Information given
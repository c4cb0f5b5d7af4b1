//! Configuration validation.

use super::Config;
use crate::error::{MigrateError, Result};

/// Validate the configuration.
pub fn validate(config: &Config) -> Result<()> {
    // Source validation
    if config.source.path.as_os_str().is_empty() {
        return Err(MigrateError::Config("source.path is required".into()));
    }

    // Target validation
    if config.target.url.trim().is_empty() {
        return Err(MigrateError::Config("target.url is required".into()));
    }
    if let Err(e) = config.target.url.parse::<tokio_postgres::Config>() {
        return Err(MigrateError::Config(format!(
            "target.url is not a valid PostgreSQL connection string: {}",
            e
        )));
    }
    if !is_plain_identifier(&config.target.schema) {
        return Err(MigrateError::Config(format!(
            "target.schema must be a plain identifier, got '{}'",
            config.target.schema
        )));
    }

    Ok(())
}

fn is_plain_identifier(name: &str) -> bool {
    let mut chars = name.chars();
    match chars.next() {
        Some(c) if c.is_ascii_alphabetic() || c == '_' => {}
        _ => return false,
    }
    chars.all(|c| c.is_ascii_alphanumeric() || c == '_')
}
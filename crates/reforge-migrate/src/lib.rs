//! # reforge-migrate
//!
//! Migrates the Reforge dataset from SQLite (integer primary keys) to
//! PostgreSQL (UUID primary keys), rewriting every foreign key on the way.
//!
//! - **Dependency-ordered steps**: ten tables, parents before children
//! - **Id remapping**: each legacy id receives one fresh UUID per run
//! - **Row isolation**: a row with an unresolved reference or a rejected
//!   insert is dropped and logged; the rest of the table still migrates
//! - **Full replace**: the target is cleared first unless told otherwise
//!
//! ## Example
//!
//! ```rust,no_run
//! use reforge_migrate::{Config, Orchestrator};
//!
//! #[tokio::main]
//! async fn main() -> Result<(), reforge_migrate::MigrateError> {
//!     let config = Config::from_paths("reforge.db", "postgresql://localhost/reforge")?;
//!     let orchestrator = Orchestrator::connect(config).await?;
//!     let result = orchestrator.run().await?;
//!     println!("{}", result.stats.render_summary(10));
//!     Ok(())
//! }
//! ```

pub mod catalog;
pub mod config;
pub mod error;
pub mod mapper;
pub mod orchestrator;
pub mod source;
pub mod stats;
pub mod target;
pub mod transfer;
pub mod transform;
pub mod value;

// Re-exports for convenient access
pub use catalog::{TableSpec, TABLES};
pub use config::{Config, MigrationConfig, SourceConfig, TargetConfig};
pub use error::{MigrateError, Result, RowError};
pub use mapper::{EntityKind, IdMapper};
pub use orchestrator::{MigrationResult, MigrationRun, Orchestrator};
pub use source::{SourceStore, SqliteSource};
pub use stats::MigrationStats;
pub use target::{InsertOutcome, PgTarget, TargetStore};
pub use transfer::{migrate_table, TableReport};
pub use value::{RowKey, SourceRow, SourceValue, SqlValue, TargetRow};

About this exercise
A verbatim copy of all the entries is the expected result.

Answer box
repository c4cb0f5b5d7af4b1
//! Configuration validation.

use super::Config;
use crate::error::{MigrateError, Result};

/// Validate the configuration.
pub fn validate(config: &Config) -> Result<()> {
    // Source validation
    if config.source.path.as_os_str().is_empty() {
        return Err(MigrateError::Config("source.path is required".into()));
    }

    // Target validation
    if config.target.url.trim().is_empty() {
        return Err(MigrateError::Config("target.url is required".into()));
    }
    if let Err(e) = config.target.url.parse::<tokio_postgres::Config>() {
        return Err(MigrateError::Config(format!(
            "target.url is not a valid PostgreSQL connection string: {}",
            e
        )));
    }
    if !is_plain_identifier(&config.target.schema) {
        return Err(MigrateError::Config(format!(
            "target.schema must be a plain identifier, got '{}'",
            config.target.schema
        )));
    }

    Ok(())
}

fn is_plain_identifier(name: &str) -> bool {
    let mut chars = name.chars();
    match chars.next() {
        Some(c) if c.is_ascii_alphabetic() || c == '_' => {}
        _ => return false,
    }
    chars.all(|c| c.is_ascii_alphanumeric() || c == '_')
}
filename crates/reforge-migrate/src/lib.rs
//! # reforge-migrate
//!
//! Migrates the Reforge dataset from SQLite (integer primary keys) to
//! PostgreSQL (UUID primary keys), rewriting every foreign key on the way.
//!
//! - **Dependency-ordered steps**: ten tables, parents before children
//! - **Id remapping**: each legacy id receives one fresh UUID per run
//! - **Row isolation**: a row with an unresolved reference or a rejected
//!   insert is dropped and logged; the rest of the table still migrates
//! - **Full replace**: the target is cleared first unless told otherwise
//!
//! ## Example
//!
//! ```rust,no_run
//! use reforge_migrate::{Config, Orchestrator};
//!
//! #[tokio::main]
//! async fn main() -> Result<(), reforge_migrate::MigrateError> {
//!     let config = Config::from_paths("reforge.db", "postgresql://localhost/reforge")?;
//!     let orchestrator = Orchestrator::connect(config).await?;
//!     let result = orchestrator.run().await?;
//!     println!("{}", result.stats.render_summary(10));
//!     Ok(())
//! }
//! ```

pub mod catalog;
pub mod config;
pub mod error;
pub mod mapper;
pub mod orchestrator;
pub mod source;
pub mod stats;
pub mod target;
pub mod transfer;
pub mod transform;
pub mod value;

// Re-exports for convenient access
pub use catalog::{TableSpec, TABLES};
pub use config::{Config, MigrationConfig, SourceConfig, TargetConfig};
pub use error::{MigrateError, Result, RowError};
pub use mapper::{EntityKind, IdMapper};
pub use orchestrator::{MigrationResult, MigrationRun, Orchestrator};
pub use source::{SourceStore, SqliteSource};
pub use stats::MigrationStats;
pub use target::{InsertOutcome, PgTarget, TargetStore};
pub use transfer::{migrate_table, TableReport};
pub use value::{RowKey, SourceRow, SourceValue, SqlValue, TargetRow};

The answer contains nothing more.